Work order: Which lines of the records below contain the word "clone"? Show each one.

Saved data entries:
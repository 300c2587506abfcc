//! Per-pixel tone mapping chain.
//!
//! Stages run in a fixed order (brightness, contrast, saturation, hue,
//! grayscale, sepia, invert, blur) because they do not commute. Channels stay
//! in `f32` between stages, clamped to `[0, 255]` after each one, and are
//! quantized once at the end with round-half-away-from-zero.

use palette::{FromColor, Hsl, RgbHue, Srgb};

use crate::buffer::PixelBuffer;
use crate::config::FilterParameters;
use crate::processing::blur::blur_rgb_plane;
use crate::processing::color::{clamp_channel, luma, mix_rgb, quantize, sepia};

/// Apply the tone chain to `buffer`, returning a new raster.
///
/// Returns an unmodified copy when every tone parameter is neutral.
pub fn apply(buffer: &PixelBuffer, params: &FilterParameters) -> PixelBuffer {
    if params.is_tone_identity() {
        return buffer.clone();
    }
    let stages = ToneStages::from(params);
    let (width, height) = buffer.dimensions();

    let mut plane: Vec<[f32; 3]> = buffer
        .as_image()
        .pixels()
        .map(|p| stages.map_pixel([f32::from(p[0]), f32::from(p[1]), f32::from(p[2])]))
        .collect();

    if stages.blur_sigma > 0.0 {
        blur_rgb_plane(&mut plane, width as usize, height as usize, stages.blur_sigma);
    }

    let mut out = buffer.clone();
    for (pixel, rgb) in out.as_image_mut().pixels_mut().zip(plane) {
        pixel[0] = quantize(rgb[0]);
        pixel[1] = quantize(rgb[1]);
        pixel[2] = quantize(rgb[2]);
    }
    out
}

/// Per-stage factors; `None` marks a stage at its neutral value.
struct ToneStages {
    brightness: Option<f32>,
    contrast: Option<f32>,
    saturation: Option<f32>,
    hue: Option<f32>,
    grayscale: Option<f32>,
    sepia: Option<f32>,
    invert: Option<f32>,
    blur_sigma: f32,
}

impl From<&FilterParameters> for ToneStages {
    fn from(params: &FilterParameters) -> Self {
        let percent = |value: f32, neutral: f32| (value != neutral).then_some(value / 100.0);
        let hue = params.hue.rem_euclid(360.0);
        Self {
            brightness: percent(params.brightness, 100.0),
            contrast: percent(params.contrast, 100.0),
            saturation: percent(params.saturation, 100.0),
            hue: (hue != 0.0).then_some(params.hue),
            grayscale: percent(params.grayscale, 0.0),
            sepia: percent(params.sepia, 0.0),
            invert: percent(params.invert, 0.0),
            blur_sigma: params.blur.max(0.0),
        }
    }
}

impl ToneStages {
    fn map_pixel(&self, mut rgb: [f32; 3]) -> [f32; 3] {
        if let Some(k) = self.brightness {
            rgb = rgb.map(|c| clamp_channel(c * k));
        }
        if let Some(k) = self.contrast {
            rgb = rgb.map(|c| clamp_channel((c - 128.0) * k + 128.0));
        }
        if let Some(k) = self.saturation {
            let y = luma(rgb);
            rgb = rgb.map(|c| clamp_channel(y + (c - y) * k));
        }
        if let Some(degrees) = self.hue {
            rgb = rotate_hue(rgb, degrees);
        }
        if let Some(k) = self.grayscale {
            let y = luma(rgb);
            rgb = mix_rgb(rgb, [y, y, y], k).map(clamp_channel);
        }
        if let Some(k) = self.sepia {
            rgb = mix_rgb(rgb, sepia(rgb), k).map(clamp_channel);
        }
        if let Some(k) = self.invert {
            rgb = mix_rgb(rgb, rgb.map(|c| 255.0 - c), k).map(clamp_channel);
        }
        rgb
    }
}

fn rotate_hue(rgb: [f32; 3], degrees: f32) -> [f32; 3] {
    let mut hsl = Hsl::from_color(Srgb::new(rgb[0] / 255.0, rgb[1] / 255.0, rgb[2] / 255.0));
    let hue = (hsl.hue.into_degrees() + degrees).rem_euclid(360.0);
    hsl.hue = RgbHue::from_degrees(hue);
    let srgb = Srgb::from_color(hsl);
    [
        clamp_channel(srgb.red * 255.0),
        clamp_channel(srgb.green * 255.0),
        clamp_channel(srgb.blue * 255.0),
    ]
}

Expected answer:
        return buffer.clone();
    let mut out = buffer.clone();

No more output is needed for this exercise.